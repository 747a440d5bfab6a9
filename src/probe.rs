//! Probe configuration and the scan entry points.
//!
//! A [`Probe`] is an immutable, reusable scanner configuration: which widget
//! ids to skip and which diagnostic plugins annotate each line. Scans are
//! synchronous and read-only; all mutable traversal state lives inside one
//! call, so a `Probe` can serve concurrent scans from different threads.

use std::fmt;

use thiserror::Error;

use crate::diagnostic::{self, Diagnostic, TextContentDiagnostic};
use crate::render::TreeRenderer;
use crate::skip::SkipSet;
use crate::widget::{Widget, WidgetId};

/// Report emitted for a missing root.
const NULL_SENTINEL: &str = "null";

/// Rejected probe configuration.
#[derive(Debug, Clone, Copy, PartialEq, Eq, Error)]
pub enum ConfigError {
    #[error("max text length must be positive")]
    NonPositiveMaxTextLength,
}

/// Scans a widget hierarchy and pretty-prints it to a `String`.
pub struct Probe {
    skip: SkipSet,
    diagnostics: Vec<Box<dyn Diagnostic>>,
}

impl Probe {
    /// A probe with the default diagnostics and nothing skipped.
    pub fn new() -> Self {
        Self {
            skip: SkipSet::default(),
            diagnostics: diagnostic::default_set(TextContentDiagnostic::default()),
        }
    }

    /// A probe with the default diagnostics that ignores the given widget ids
    /// (and their subtrees). Useful to keep debug overlays out of the report.
    pub fn with_skipped_ids(ids: impl IntoIterator<Item = WidgetId>) -> Self {
        Self {
            skip: SkipSet::new(ids),
            diagnostics: diagnostic::default_set(TextContentDiagnostic::default()),
        }
    }

    pub fn builder() -> ProbeBuilder {
        ProbeBuilder::default()
    }

    /// Scans the hierarchy rooted at `root` and returns the report.
    ///
    /// A `None` root yields exactly the `null` sentinel. Otherwise the report
    /// starts with a `window-focus:<bool>` line followed by one line per
    /// visited widget. Any failure raised while querying the tree is caught
    /// here: the output produced so far is preserved and a diagnostic banner
    /// is inserted at the start of the report so it is visible even when the
    /// report is long.
    pub fn scan(&self, root: Option<&dyn Widget>) -> String {
        let mut report = String::new();
        self.scan_into(&mut report, root);
        report
    }

    /// Like [`Probe::scan`], appending to a caller-supplied buffer.
    ///
    /// On failure the banner is inserted where this scan's output began;
    /// earlier buffer content is untouched.
    pub fn scan_into(&self, out: &mut String, root: Option<&dyn Widget>) {
        let scan_start = out.len();
        if let Err(err) = self.try_scan(out, root) {
            tracing::warn!("widget hierarchy scan aborted: {err:#}");
            let banner = format!("Exception when going through view hierarchy: {err}\n");
            out.insert_str(scan_start, &banner);
        }
    }

    fn try_scan(&self, out: &mut String, root: Option<&dyn Widget>) -> anyhow::Result<()> {
        let Some(root) = root else {
            out.push_str(NULL_SENTINEL);
            return Ok(());
        };

        out.push_str("window-focus:");
        out.push_str(if root.has_window_focus()? {
            "true"
        } else {
            "false"
        });
        out.push('\n');

        let renderer = TreeRenderer {
            skip: &self.skip,
            diagnostics: &self.diagnostics,
        };
        renderer.render(out, root)
    }
}

impl Default for Probe {
    fn default() -> Self {
        Self::new()
    }
}

impl fmt::Debug for Probe {
    fn fmt(&self, f: &mut fmt::Formatter<'_>) -> fmt::Result {
        f.debug_struct("Probe")
            .field("skipped_ids", &self.skip.len())
            .field("diagnostics", &self.diagnostics.len())
            .finish()
    }
}

/// Builds a [`Probe`].
///
/// Starts from the default diagnostic set; [`ProbeBuilder::clear_diagnostics`]
/// drops it (and any plugins added so far) for callers that want full control
/// over the plugin list.
pub struct ProbeBuilder {
    skipped_ids: Vec<WidgetId>,
    extra_diagnostics: Vec<Box<dyn Diagnostic>>,
    use_defaults: bool,
    show_text_content: bool,
    max_text_length: usize,
}

impl Default for ProbeBuilder {
    fn default() -> Self {
        Self {
            skipped_ids: Vec::new(),
            extra_diagnostics: Vec::new(),
            use_defaults: true,
            show_text_content: false,
            max_text_length: usize::MAX,
        }
    }
}

impl ProbeBuilder {
    /// Widget ids whose subtrees are excluded from the report.
    pub fn skipped_ids(mut self, ids: impl IntoIterator<Item = WidgetId>) -> Self {
        self.skipped_ids = ids.into_iter().collect();
        self
    }

    /// Drops the default diagnostics and any added so far.
    pub fn clear_diagnostics(mut self) -> Self {
        self.use_defaults = false;
        self.extra_diagnostics.clear();
        self
    }

    /// Appends a diagnostic plugin after the current list.
    pub fn diagnostic(mut self, diagnostic: impl Diagnostic + 'static) -> Self {
        self.extra_diagnostics.push(Box::new(diagnostic));
        self
    }

    /// Whether the default text diagnostic prints literal text content.
    pub fn show_text_content(mut self, show: bool) -> Self {
        self.show_text_content = show;
        self
    }

    /// Truncation threshold for printed text content. Must be positive;
    /// validated by [`ProbeBuilder::build`].
    pub fn max_text_length(mut self, max: usize) -> Self {
        self.max_text_length = max;
        self
    }

    pub fn build(self) -> Result<Probe, ConfigError> {
        // Validated even when the default text plugin is cleared, so a bad
        // configuration never builds.
        if self.max_text_length == 0 {
            return Err(ConfigError::NonPositiveMaxTextLength);
        }

        let mut diagnostics = if self.use_defaults {
            let text = TextContentDiagnostic::new(self.show_text_content, self.max_text_length)?;
            diagnostic::default_set(text)
        } else {
            Vec::new()
        };
        diagnostics.extend(self.extra_diagnostics);

        Ok(Probe {
            skip: SkipSet::new(self.skipped_ids),
            diagnostics,
        })
    }
}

WHAT TO WORK ON: What is needed is an exact, complete copy of the entries above.

SOLUTION TO THIS EXERCISE:
repository 747a440d5bfab6a9
filename src/probe.rs
//! Probe configuration and the scan entry points.
//!
//! A [`Probe`] is an immutable, reusable scanner configuration: which widget
//! ids to skip and which diagnostic plugins annotate each line. Scans are
//! synchronous and read-only; all mutable traversal state lives inside one
//! call, so a `Probe` can serve concurrent scans from different threads.

use std::fmt;

use thiserror::Error;

use crate::diagnostic::{self, Diagnostic, TextContentDiagnostic};
use crate::render::TreeRenderer;
use crate::skip::SkipSet;
use crate::widget::{Widget, WidgetId};

/// Report emitted for a missing root.
const NULL_SENTINEL: &str = "null";

/// Rejected probe configuration.
#[derive(Debug, Clone, Copy, PartialEq, Eq, Error)]
pub enum ConfigError {
    #[error("max text length must be positive")]
    NonPositiveMaxTextLength,
}

/// Scans a widget hierarchy and pretty-prints it to a `String`.
pub struct Probe {
    skip: SkipSet,
    diagnostics: Vec<Box<dyn Diagnostic>>,
}

impl Probe {
    /// A probe with the default diagnostics and nothing skipped.
    pub fn new() -> Self {
        Self {
            skip: SkipSet::default(),
            diagnostics: diagnostic::default_set(TextContentDiagnostic::default()),
        }
    }

    /// A probe with the default diagnostics that ignores the given widget ids
    /// (and their subtrees). Useful to keep debug overlays out of the report.
    pub fn with_skipped_ids(ids: impl IntoIterator<Item = WidgetId>) -> Self {
        Self {
            skip: SkipSet::new(ids),
            diagnostics: diagnostic::default_set(TextContentDiagnostic::default()),
        }
    }

    pub fn builder() -> ProbeBuilder {
        ProbeBuilder::default()
    }

    /// Scans the hierarchy rooted at `root` and returns the report.
    ///
    /// A `None` root yields exactly the `null` sentinel. Otherwise the report
    /// starts with a `window-focus:<bool>` line followed by one line per
    /// visited widget. Any failure raised while querying the tree is caught
    /// here: the output produced so far is preserved and a diagnostic banner
    /// is inserted at the start of the report so it is visible even when the
    /// report is long.
    pub fn scan(&self, root: Option<&dyn Widget>) -> String {
        let mut report = String::new();
        self.scan_into(&mut report, root);
        report
    }

    /// Like [`Probe::scan`], appending to a caller-supplied buffer.
    ///
    /// On failure the banner is inserted where this scan's output began;
    /// earlier buffer content is untouched.
    pub fn scan_into(&self, out: &mut String, root: Option<&dyn Widget>) {
        let scan_start = out.len();
        if let Err(err) = self.try_scan(out, root) {
            tracing::warn!("widget hierarchy scan aborted: {err:#}");
            let banner = format!("Exception when going through view hierarchy: {err}\n");
            out.insert_str(scan_start, &banner);
        }
    }

    fn try_scan(&self, out: &mut String, root: Option<&dyn Widget>) -> anyhow::Result<()> {
        let Some(root) = root else {
            out.push_str(NULL_SENTINEL);
            return Ok(());
        };

        out.push_str("window-focus:");
        out.push_str(if root.has_window_focus()? {
            "true"
        } else {
            "false"
        });
        out.push('\n');

        let renderer = TreeRenderer {
            skip: &self.skip,
            diagnostics: &self.diagnostics,
        };
        renderer.render(out, root)
    }
}

impl Default for Probe {
    fn default() -> Self {
        Self::new()
    }
}

impl fmt::Debug for Probe {
    fn fmt(&self, f: &mut fmt::Formatter<'_>) -> fmt::Result {
        f.debug_struct("Probe")
            .field("skipped_ids", &self.skip.len())
            .field("diagnostics", &self.diagnostics.len())
            .finish()
    }
}

/// Builds a [`Probe`].
///
/// Starts from the default diagnostic set; [`ProbeBuilder::clear_diagnostics`]
/// drops it (and any plugins added so far) for callers that want full control
/// over the plugin list.
pub struct ProbeBuilder {
    skipped_ids: Vec<WidgetId>,
    extra_diagnostics: Vec<Box<dyn Diagnostic>>,
    use_defaults: bool,
    show_text_content: bool,
    max_text_length: usize,
}

impl Default for ProbeBuilder {
    fn default() -> Self {
        Self {
            skipped_ids: Vec::new(),
            extra_diagnostics: Vec::new(),
            use_defaults: true,
            show_text_content: false,
            max_text_length: usize::MAX,
        }
    }
}

impl ProbeBuilder {
    /// Widget ids whose subtrees are excluded from the report.
    pub fn skipped_ids(mut self, ids: impl IntoIterator<Item = WidgetId>) -> Self {
        self.skipped_ids = ids.into_iter().collect();
        self
    }

    /// Drops the default diagnostics and any added so far.
    pub fn clear_diagnostics(mut self) -> Self {
        self.use_defaults = false;
        self.extra_diagnostics.clear();
        self
    }

    /// Appends a diagnostic plugin after the current list.
    pub fn diagnostic(mut self, diagnostic: impl Diagnostic + 'static) -> Self {
        self.extra_diagnostics.push(Box::new(diagnostic));
        self
    }

    /// Whether the default text diagnostic prints literal text content.
    pub fn show_text_content(mut self, show: bool) -> Self {
        self.show_text_content = show;
        self
    }

    /// Truncation threshold for printed text content. Must be positive;
    /// validated by [`ProbeBuilder::build`].
    pub fn max_text_length(mut self, max: usize) -> Self {
        self.max_text_length = max;
        self
    }

    pub fn build(self) -> Result<Probe, ConfigError> {
        // Validated even when the default text plugin is cleared, so a bad
        // configuration never builds.
        if self.max_text_length == 0 {
            return Err(ConfigError::NonPositiveMaxTextLength);
        }

        let mut diagnostics = if self.use_defaults {
            let text = TextContentDiagnostic::new(self.show_text_content, self.max_text_length)?;
            diagnostic::default_set(text)
        } else {
            Vec::new()
        };
        diagnostics.extend(self.extra_diagnostics);

        Ok(Probe {
            skip: SkipSet::new(self.skipped_ids),
            diagnostics,
        })
    }
}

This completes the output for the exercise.